Due to the lack of melanin in the eyes, persons with albinism also have permanent visual impairment that often leads to disabilities.

Consequently, in the realm of development measures, they have been and are among those “left furthest behind.” Therefore, the UN stresses that persons with albinism need to be targeted for human rights interventions in the manner envisioned by the Sustainable Development Goals.

Discrimination

Persons with albinism also face discrimination due to their skin colour; as such, they are often subject to multiple and intersecting discrimination on the grounds of both disability and colour. Additionally, they are often invisible in social and political arenas.

While numbers vary, it is estimated that in North America and Europe one-in-every 17,000 to 20,000 people have some form of albinism. The condition is much more prevalent in sub-Saharan Africa, with estimates of one-in-1,400 people being affected in Tanzania and as high as one-in-1,000 reported for populations in Zimbabwe and other ethnic groups in Southern Africa, according to the UN.

Discrimination against people with albinism varies from region to region.

In the western world, including North America, Europe and Australia, it often consists of name-calling, teasing and bullying in childhood.

Little information is available from other regions, including Asia, South America and the Pacific. However, the UN reveals that according to some reports, in China and other Asian countries, “children with albinism face abandonment and rejection by their families”.

Persons with albinism in Africa often face severe forms of discrimination and violence, statistics show. In a region where most of the population is relatively dark-skinned, the greater contrast in the degree of pigmentation draws attention to people with albinism, making them more vulnerable.

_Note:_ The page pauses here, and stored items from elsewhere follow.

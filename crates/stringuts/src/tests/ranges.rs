use alloc::vec::Vec;

use rstest::rstest;

use crate::{
    ClosedRange,
    ClosedRangeIndex::{self, InRange, PastEnd},
    InvertedRangeError, Stride,
};

#[test]
fn basic_facts_about_zero_through_five() {
    let range = ClosedRange::new(0, 5);

    assert_eq!(range.count(), 6);
    assert!(range.contains(0) && range.contains(5));
    assert!(!range.contains(6));
    assert_eq!(range.iter().collect::<Vec<_>>(), [0, 1, 2, 3, 4, 5]);
    assert_eq!(range.distance(range.start_index(), range.end_index()), 6);
}

#[test]
fn zero_width_range_contains_one_element() {
    let range = ClosedRange::new(7, 7);
    assert_eq!(range.count(), 1);
    assert!(range.contains(7));
    assert_eq!(range.iter().collect::<Vec<_>>(), [7]);
}

#[test]
fn inverted_bounds_are_rejected() {
    assert_eq!(ClosedRange::try_new(10, 1), Err(InvertedRangeError));
    assert_eq!(ClosedRange::try_new(1, 10).map(|r| r.count()), Ok(10));
}

#[test]
#[should_panic(expected = "lower bound <= upper bound")]
fn inverted_bounds_panic_in_new() {
    let _ = ClosedRange::new(10i32, 1);
}

#[rstest]
#[case(ClosedRange::new(0, 20), ClosedRange::new(10, 1000), ClosedRange::new(10, 20))]
#[case(ClosedRange::new(0, 5), ClosedRange::new(10, 1000), ClosedRange::new(10, 10))]
#[case(ClosedRange::new(50, 60), ClosedRange::new(10, 40), ClosedRange::new(40, 40))]
#[case(ClosedRange::new(10, 40), ClosedRange::new(0, 100), ClosedRange::new(10, 40))]
fn clamping(
    #[case] range: ClosedRange<i32>,
    #[case] limits: ClosedRange<i32>,
    #[case] expected: ClosedRange<i32>,
) {
    assert_eq!(range.clamped(&limits), expected);
}

#[test]
fn index_ordering_puts_past_end_last() {
    assert!(InRange(i32::MAX) < ClosedRangeIndex::<i32>::PastEnd);
    assert!(InRange(1) < InRange(2));
    assert_eq!(ClosedRangeIndex::<i32>::PastEnd, PastEnd);
}

#[test]
fn stepping_walks_through_the_sentinel() {
    let range = ClosedRange::new(3, 5);

    let mut i = range.start_index();
    let mut seen = Vec::new();
    while i != range.end_index() {
        seen.push(range.element(i));
        i = range.index_after(i);
    }
    assert_eq!(seen, [3, 4, 5]);
    assert_eq!(i, PastEnd);

    // And back again.
    assert_eq!(range.index_before(i), InRange(5));
    assert_eq!(range.index_before(InRange(5)), InRange(4));
}

#[rstest]
#[case(InRange(0), 3, InRange(3))]
#[case(InRange(0), 6, PastEnd)] // exactly one past the upper bound
#[case(InRange(5), 1, PastEnd)]
#[case(InRange(4), -4, InRange(0))]
#[case(PastEnd, 0, PastEnd)]
#[case(PastEnd, -1, InRange(5))]
#[case(PastEnd, -6, InRange(0))]
fn offsetting_indices(
    #[case] from: ClosedRangeIndex<i32>,
    #[case] by: isize,
    #[case] expected: ClosedRangeIndex<i32>,
) {
    let range = ClosedRange::new(0, 5);
    assert_eq!(range.index_offset_by(from, by), expected);
}

#[rstest]
#[case(InRange(1), InRange(4), 3)]
#[case(InRange(4), InRange(1), -3)]
#[case(InRange(3), PastEnd, 3)]
#[case(PastEnd, InRange(3), -3)]
#[case(PastEnd, PastEnd, 0)]
fn distances(
    #[case] from: ClosedRangeIndex<i32>,
    #[case] to: ClosedRangeIndex<i32>,
    #[case] expected: isize,
) {
    let range = ClosedRange::new(0, 5);
    assert_eq!(range.distance(from, to), expected);
}

#[test]
#[should_panic(expected = "cannot advance the past-end index")]
fn advancing_the_sentinel_panics() {
    let range = ClosedRange::new(0, 5);
    let _ = range.index_after(range.end_index());
}

#[test]
#[should_panic(expected = "cannot step before the start index")]
fn stepping_before_the_lower_bound_panics() {
    let range = ClosedRange::new(0, 5);
    let _ = range.index_before(range.start_index());
}

#[test]
#[should_panic(expected = "offset past the end of the range")]
fn overshooting_past_the_sentinel_panics() {
    let range = ClosedRange::new(0, 5);
    let _ = range.index_offset_by(InRange(0), 7);
}

#[test]
#[should_panic(expected = "dereferenced the past-end index")]
fn dereferencing_the_sentinel_panics() {
    let range = ClosedRange::new(0, 5);
    let _ = range.element(range.end_index());
}

#[test]
fn negative_bounds_work() {
    let range = ClosedRange::new(-3i64, 2);
    assert_eq!(range.count(), 6);
    assert!(range.contains(-3) && range.contains(0));
    assert_eq!(range.iter().collect::<Vec<_>>(), [-3, -2, -1, 0, 1, 2]);
}

#[test]
fn stride_over_unsigned_types() {
    assert_eq!(3u8.successor(), 4);
    assert_eq!(3u8.predecessor(), 2);
    assert_eq!(3usize.advanced_by(-2), 1);
    assert_eq!(10u64.distance_to(4), -6);
}

#[test]
#[should_panic(expected = "stride advance out of range")]
fn stride_underflow_panics() {
    let _ = 0u32.advanced_by(-1);
}
//! Inline small-string storage.

/// Inline capacity in bytes. Matches the 15-byte budget of a two-word
/// representation on 64-bit targets.
pub const SMALL_CAP: usize = 15;

/// A string stored entirely inline, without heap allocation.
///
/// Always a fast UTF-8 representation: its bytes are contiguous and
/// directly addressable for the full extent.
#[derive(Clone, Copy)]
pub(crate) struct SmallBuf {
    len: u8,
    known_ascii: bool,
    bytes: [u8; SMALL_CAP],
}

impl SmallBuf {
    pub(crate) const fn empty() -> Self {
        SmallBuf {
            len: 0,
            known_ascii: true,
            bytes: [0; SMALL_CAP],
        }
    }

    /// Packs `bytes` inline, or `None` when it exceeds [`SMALL_CAP`].
    pub(crate) fn try_from_bytes(bytes: &[u8]) -> Option<Self> {
        Self::try_concat(bytes, &[])
    }

    /// Packs two concatenated byte sources inline, or `None` when the
    /// combined length exceeds [`SMALL_CAP`].
    pub(crate) fn try_concat(head: &[u8], tail: &[u8]) -> Option<Self> {
        let total = head.len() + tail.len();
        if total > SMALL_CAP {
            return None;
        }
        let mut buf = SmallBuf::empty();
        buf.bytes[..head.len()].copy_from_slice(head);
        buf.bytes[head.len()..total].copy_from_slice(tail);
        buf.len = total as u8;
        buf.known_ascii = buf.as_bytes().iter().all(u8::is_ascii);
        Some(buf)
    }

    #[inline]
    pub(crate) fn len(&self) -> usize {
        self.len as usize
    }

    #[inline]
    pub(crate) fn is_known_ascii(&self) -> bool {
        self.known_ascii
    }

    #[inline]
    pub(crate) fn as_bytes(&self) -> &[u8] {
        &self.bytes[..self.len as usize]
    }

    /// Appends `bytes` in place. Contract: the combined length fits.
    pub(crate) fn push_bytes(&mut self, bytes: &[u8]) {
        let len = self.len();
        debug_assert!(len + bytes.len() <= SMALL_CAP);
        self.bytes[len..len + bytes.len()].copy_from_slice(bytes);
        self.len += bytes.len() as u8;
        self.known_ascii = self.known_ascii && bytes.iter().all(u8::is_ascii);
    }
}
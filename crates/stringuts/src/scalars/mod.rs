//! Unicode-scalar view: a bidirectional, index-addressable sequence of
//! scalars over a [`StringGuts`] value.
//!
//! Why this exists
//! - The guts expose two very different access shapes: contiguous UTF-8
//!   bytes on the fast path, and 16-bit code units decoded one at a time on
//!   the foreign path. The view hides that dichotomy behind one index
//!   algebra: every stepping and element-access operation first splits on
//!   [`StringGuts::is_fast_utf8`] and then runs the matching codec.
//!
//! Indices
//! - A [`ScalarIndex`] is a plain offset into the guts' code-unit space
//!   (bytes when fast, 16-bit units when foreign). `start_index()` is offset
//!   0 and `end_index()` is offset `count()` — in code units, not scalars.
//! - Well-defined access requires the offset to fall on a scalar boundary:
//!   never inside a multi-byte UTF-8 sequence, never on the trailing half of
//!   a surrogate pair. [`UnicodeScalarView::is_on_scalar_boundary`] checks
//!   this; [`UnicodeScalarView::index_at_offset`] turns a raw offset into an
//!   index only when it aligns.
//!
//! Contracts
//! - Stepping past `end_index()` or before `start_index()`, and element
//!   access at `end_index()`, are contract violations and panic. Misaligned
//!   *construction* is not: it yields `None`, a valid "no correspondence"
//!   outcome.

#[cfg(test)]
mod tests;

use crate::{
    Scalar,
    guts::{Repr, StringGuts},
    utf8, utf16,
};

/// A position in a scalar view, counted in code units of the underlying
/// representation.
#[derive(Debug, Clone, Copy, PartialEq, Eq, PartialOrd, Ord, Hash)]
#[cfg_attr(feature = "serde", derive(serde::Serialize))]
pub struct ScalarIndex {
    offset: usize,
}

impl ScalarIndex {
    /// The raw code-unit offset this index encodes.
    #[inline]
    #[must_use]
    pub const fn offset(self) -> usize {
        self.offset
    }
}

/// A bidirectional sequence of [`Scalar`]s over one [`StringGuts`] value.
///
/// The view owns its guts value; copy-on-write happens at the guts level,
/// so cloning the view is as cheap as cloning the guts.
///
/// # Examples
///
/// ```
/// use stringuts::StringGuts;
///
/// let view = StringGuts::from_str("aé😀z").unicode_scalars();
/// let scalars: Vec<char> = view.iter().map(|s| s.to_char().unwrap()).collect();
/// assert_eq!(scalars, ['a', 'é', '😀', 'z']);
/// ```
#[derive(Debug, Clone)]
pub struct UnicodeScalarView {
    guts: StringGuts,
}

impl UnicodeScalarView {
    /// Wraps a guts value.
    #[must_use]
    pub fn new(guts: StringGuts) -> Self {
        UnicodeScalarView { guts }
    }

    /// The wrapped guts value.
    #[must_use]
    pub fn as_guts(&self) -> &StringGuts {
        &self.guts
    }

    /// Unwraps the view.
    #[must_use]
    pub fn into_guts(self) -> StringGuts {
        self.guts
    }

    /// The position of the first scalar; equals `end_index()` when empty.
    #[must_use]
    pub fn start_index(&self) -> ScalarIndex {
        ScalarIndex { offset: 0 }
    }

    /// The past-the-end position: offset `count()` in code units.
    #[must_use]
    pub fn end_index(&self) -> ScalarIndex {
        ScalarIndex {
            offset: self.guts.count(),
        }
    }

    /// `true` when the view contains no scalars.
    #[must_use]
    pub fn is_empty(&self) -> bool {
        self.guts.is_empty()
    }

    /// The position after `i`. Contract: `i != end_index()`.
    #[must_use]
    pub fn index_after(&self, i: ScalarIndex) -> ScalarIndex {
        assert!(i.offset < self.guts.count(), "cannot advance the end index");
        let width = if self.guts.is_fast_utf8() {
            self.guts
                .with_fast_utf8(|bytes| utf8::scalar_len(bytes[i.offset]))
        } else {
            self.foreign().decode_at(i.offset).1
        };
        ScalarIndex {
            offset: i.offset + width,
        }
    }

    /// The position before `i`. Contract: `i != start_index()`.
    #[must_use]
    pub fn index_before(&self, i: ScalarIndex) -> ScalarIndex {
        assert!(i.offset > 0, "cannot step before the start index");
        assert!(i.offset <= self.guts.count(), "index out of bounds");
        let offset = if self.guts.is_fast_utf8() {
            self.guts.with_fast_utf8(|bytes| {
                // Back over at most three continuation bytes to the lead,
                // so the total width never exceeds four.
                let mut j = i.offset - 1;
                while utf8::is_continuation(bytes[j]) {
                    j -= 1;
                }
                debug_assert!(i.offset - j <= 4);
                j
            })
        } else {
            let f = self.foreign();
            let unit = f.code_unit(i.offset - 1);
            if utf16::is_trailing_surrogate(unit)
                && i.offset >= 2
                && utf16::is_leading_surrogate(f.code_unit(i.offset - 2))
            {
                i.offset - 2
            } else {
                i.offset - 1
            }
        };
        ScalarIndex { offset }
    }

    /// The scalar starting at `i`. Contract: `i` is a scalar boundary and
    /// `i != end_index()`.
    #[must_use]
    pub fn scalar_at(&self, i: ScalarIndex) -> Scalar {
        assert!(
            i.offset < self.guts.count(),
            "cannot read the element at the end index"
        );
        if self.guts.is_fast_utf8() {
            self.guts.with_fast_utf8(|bytes| {
                let len = utf8::scalar_len(bytes[i.offset]);
                utf8::decode_scalar(&bytes[i.offset..i.offset + len])
            })
        } else {
            self.foreign().decode_at(i.offset).0
        }
    }

    /// `true` when `i` falls on a scalar boundary: not inside a multi-byte
    /// UTF-8 sequence and not on the trailing half of a surrogate pair.
    /// `start_index()` and `end_index()` are always boundaries.
    #[must_use]
    pub fn is_on_scalar_boundary(&self, i: ScalarIndex) -> bool {
        let count = self.guts.count();
        if i.offset == 0 || i.offset == count {
            return true;
        }
        if i.offset > count {
            return false;
        }
        if self.guts.is_fast_utf8() {
            self.guts
                .with_fast_utf8(|bytes| !utf8::is_continuation(bytes[i.offset]))
        } else {
            let f = self.foreign();
            !(utf16::is_trailing_surrogate(f.code_unit(i.offset))
                && utf16::is_leading_surrogate(f.code_unit(i.offset - 1)))
        }
    }

    /// Converts a raw code-unit offset into an index, or `None` when the
    /// offset does not land on a scalar boundary.
    ///
    /// Misalignment is an expected outcome (e.g. an offset derived from a
    /// sibling view), not an error.
    #[must_use]
    pub fn index_at_offset(&self, offset: usize) -> Option<ScalarIndex> {
        let candidate = ScalarIndex { offset };
        if offset <= self.guts.count() && self.is_on_scalar_boundary(candidate) {
            Some(candidate)
        } else {
            None
        }
    }

    /// Iterates the scalars front to back; reversible via
    /// [`DoubleEndedIterator`].
    #[must_use]
    pub fn iter(&self) -> Scalars<'_> {
        Scalars {
            view: self,
            front: self.start_index(),
            back: self.end_index(),
        }
    }

    /// Appends the contents of `other`, delegating to
    /// [`StringGuts::append`]. Indices previously derived from this view
    /// other than `start_index()` are invalidated.
    pub fn append(&mut self, other: &UnicodeScalarView) {
        self.guts.append(&other.guts);
    }

    /// Appends one scalar, delegating to [`StringGuts::push_scalar`].
    pub fn push(&mut self, scalar: Scalar) {
        self.guts.push_scalar(scalar);
    }

    /// Delegates to [`StringGuts::reserve`].
    pub fn reserve(&mut self, capacity: usize) {
        self.guts.reserve(capacity);
    }

    /// Replacing an arbitrary subrange is not supported by this view; it is
    /// the responsibility of an external collaborator. Always panics.
    pub fn replace_subrange(&mut self, _range: core::ops::Range<ScalarIndex>, _with: &Self) {
        unimplemented!("replace_subrange is not supported by the Unicode scalar view")
    }

    fn foreign(&self) -> &crate::guts::ForeignBuf {
        match &self.guts.repr {
            Repr::Foreign(f) => f,
            Repr::Small(_) | Repr::Native(_) => {
                unreachable!("foreign path taken on a fast representation")
            }
        }
    }
}

impl<'a> IntoIterator for &'a UnicodeScalarView {
    type Item = Scalar;
    type IntoIter = Scalars<'a>;

    fn into_iter(self) -> Scalars<'a> {
        self.iter()
    }
}

/// Double-ended iterator over a view's scalars.
#[derive(Debug, Clone)]
pub struct Scalars<'a> {
    view: &'a UnicodeScalarView,
    front: ScalarIndex,
    back: ScalarIndex,
}

impl Iterator for Scalars<'_> {
    type Item = Scalar;

    fn next(&mut self) -> Option<Scalar> {
        if self.front == self.back {
            return None;
        }
        let scalar = self.view.scalar_at(self.front);
        self.front = self.view.index_after(self.front);
        Some(scalar)
    }
}

impl DoubleEndedIterator for Scalars<'_> {
    fn next_back(&mut self) -> Option<Scalar> {
        if self.front == self.back {
            return None;
        }
        self.back = self.view.index_before(self.back);
        Some(self.view.scalar_at(self.back))
    }
}
//! Repository for the `reviews` table.

use appraise_core::review::{ManagerAssessment, SelfAssessment};
use appraise_core::status::StatusId;
use appraise_core::types::DbId;
use sqlx::{PgConnection, PgPool};

use crate::models::review::ReviewRow;

/// Column list shared across queries to avoid repetition.
const COLUMNS: &str = "id, appraisal_id, employee_id, strengths, improvements, \
    achievements, challenges, self_rating, manager_id, manager_comments, \
    manager_rating, created_at, updated_at";

/// Filters for [`ReviewRepo::list`]. `None` fields do not filter.
#[derive(Debug, Clone, Default)]
pub struct ReviewListQuery {
    pub employee_id: Option<DbId>,
    pub appraisal_id: Option<DbId>,
    pub limit: i64,
    pub offset: i64,
}

/// Result of a status-guarded review write.
#[derive(Debug)]
pub enum GuardedReviewWrite {
    Written(ReviewRow),
    /// The appraisal was missing or no longer in the expected status.
    StatusChanged,
    /// The review to annotate does not exist for this appraisal.
    ReviewMissing,
}

pub struct ReviewRepo;

impl ReviewRepo {
    pub async fn find_by_id(pool: &PgPool, id: DbId) -> Result<Option<ReviewRow>, sqlx::Error> {
        let query = format!("SELECT {COLUMNS} FROM reviews WHERE id = $1");
        sqlx::query_as::<_, ReviewRow>(&query)
            .bind(id)
            .fetch_optional(pool)
            .await
    }

    pub async fn find_for(
        pool: &PgPool,
        appraisal_id: DbId,
        employee_id: DbId,
    ) -> Result<Option<ReviewRow>, sqlx::Error> {
        let query = format!(
            "SELECT {COLUMNS} FROM reviews WHERE appraisal_id = $1 AND employee_id = $2"
        );
        sqlx::query_as::<_, ReviewRow>(&query)
            .bind(appraisal_id)
            .bind(employee_id)
            .fetch_optional(pool)
            .await
    }

    /// List reviews, newest first.
    pub async fn list(
        pool: &PgPool,
        params: &ReviewListQuery,
    ) -> Result<Vec<ReviewRow>, sqlx::Error> {
        let query = format!(
            "SELECT {COLUMNS} FROM reviews
             WHERE ($1::BIGINT IS NULL OR employee_id = $1)
               AND ($2::BIGINT IS NULL OR appraisal_id = $2)
             ORDER BY created_at DESC, id DESC
             LIMIT $3 OFFSET $4"
        );
        sqlx::query_as::<_, ReviewRow>(&query)
            .bind(params.employee_id)
            .bind(params.appraisal_id)
            .bind(params.limit)
            .bind(params.offset)
            .fetch_all(pool)
            .await
    }

    /// Move the appraisal from `expected` to `next` and upsert the
    /// self-assessment, in one transaction.
    ///
    /// The upsert uses `ON CONFLICT ON CONSTRAINT uq_reviews_appraisal_employee`
    /// so the pair stays unique; manager columns are never touched here.
    pub async fn submit_self_review(
        pool: &PgPool,
        appraisal_id: DbId,
        employee_id: DbId,
        expected: StatusId,
        next: StatusId,
        input: &SelfAssessment,
    ) -> Result<GuardedReviewWrite, sqlx::Error> {
        let mut tx = pool.begin().await?;

        // Locks the appraisal row until commit.
        if !guard_status(&mut *tx, appraisal_id, expected, next).await? {
            return Ok(GuardedReviewWrite::StatusChanged);
        }

        let query = format!(
            "INSERT INTO reviews
                (appraisal_id, employee_id, strengths, improvements, achievements, challenges, self_rating)
             VALUES ($1, $2, $3, $4, $5, $6, $7)
             ON CONFLICT ON CONSTRAINT uq_reviews_appraisal_employee
             DO UPDATE SET
                strengths = EXCLUDED.strengths,
                improvements = EXCLUDED.improvements,
                achievements = EXCLUDED.achievements,
                challenges = EXCLUDED.challenges,
                self_rating = EXCLUDED.self_rating
             RETURNING {COLUMNS}"
        );
        let row = sqlx::query_as::<_, ReviewRow>(&query)
            .bind(appraisal_id)
            .bind(employee_id)
            .bind(&input.strengths)
            .bind(&input.improvements)
            .bind(&input.achievements)
            .bind(&input.challenges)
            .bind(input.self_rating)
            .fetch_one(&mut *tx)
            .await?;

        tx.commit().await?;
        Ok(GuardedReviewWrite::Written(row))
    }

    /// Move the appraisal from `expected` to `next` and write the manager
    /// columns of review `review_id`, in one transaction. Nothing is written
    /// unless both succeed.
    pub async fn submit_manager_review(
        pool: &PgPool,
        appraisal_id: DbId,
        review_id: DbId,
        expected: StatusId,
        next: StatusId,
        input: &ManagerAssessment,
    ) -> Result<GuardedReviewWrite, sqlx::Error> {
        let mut tx = pool.begin().await?;

        if !guard_status(&mut *tx, appraisal_id, expected, next).await? {
            return Ok(GuardedReviewWrite::StatusChanged);
        }

        let query = format!(
            "UPDATE reviews
             SET manager_id = $3, manager_comments = $4, manager_rating = $5
             WHERE id = $1 AND appraisal_id = $2
             RETURNING {COLUMNS}"
        );
        let row = sqlx::query_as::<_, ReviewRow>(&query)
            .bind(review_id)
            .bind(appraisal_id)
            .bind(input.manager_id)
            .bind(&input.manager_comments)
            .bind(input.manager_rating)
            .fetch_optional(&mut *tx)
            .await?;

        match row {
            Some(row) => {
                tx.commit().await?;
                Ok(GuardedReviewWrite::Written(row))
            }
            // Dropping the transaction rolls back the status change.
            None => Ok(GuardedReviewWrite::ReviewMissing),
        }
    }
}

/// Compare-and-set the appraisal status inside `conn`'s transaction.
async fn guard_status(
    conn: &mut PgConnection,
    appraisal_id: DbId,
    expected: StatusId,
    next: StatusId,
) -> Result<bool, sqlx::Error> {
    let result = sqlx::query("UPDATE appraisals SET status_id = $3 WHERE id = $1 AND status_id = $2")
        .bind(appraisal_id)
        .bind(expected)
        .bind(next)
        .execute(conn)
        .await?;
    Ok(result.rows_affected() > 0)
}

Since 2010, there have been around 700 cases of attacks and killings of persons with albinism in 28 countries in Sub-Saharan Africa. And those are only the reported cases.

Marking the day

The UN in New York is commemorating the day with a series of events, including on in which participants, including South African model Thando Hopa, will walk from the UN to Times Square where a billboard will display Albinism Day messaging.

There is also a side-event for persons with albinism during the 12th session of the Conference of States Parties to the Convention on the Rights of Persons with Disabilities, which, among others, will feature Mwigulu Matonange, a child victim of mutilation in Tanzania who, in 2015, was assisted by the UN Fund for Victims of Torture in receiving a prosthetic arm.

One young man with albinism, Lazarus Chigwandali, uses his music for change. Mr. Chigwandali has been featured in an award-winning documentary and has also met with the Ikponwosa Ero the UN Independent Expert on the enjoyment of human rights by persons with albinism. Together, they are standing strong for human rights.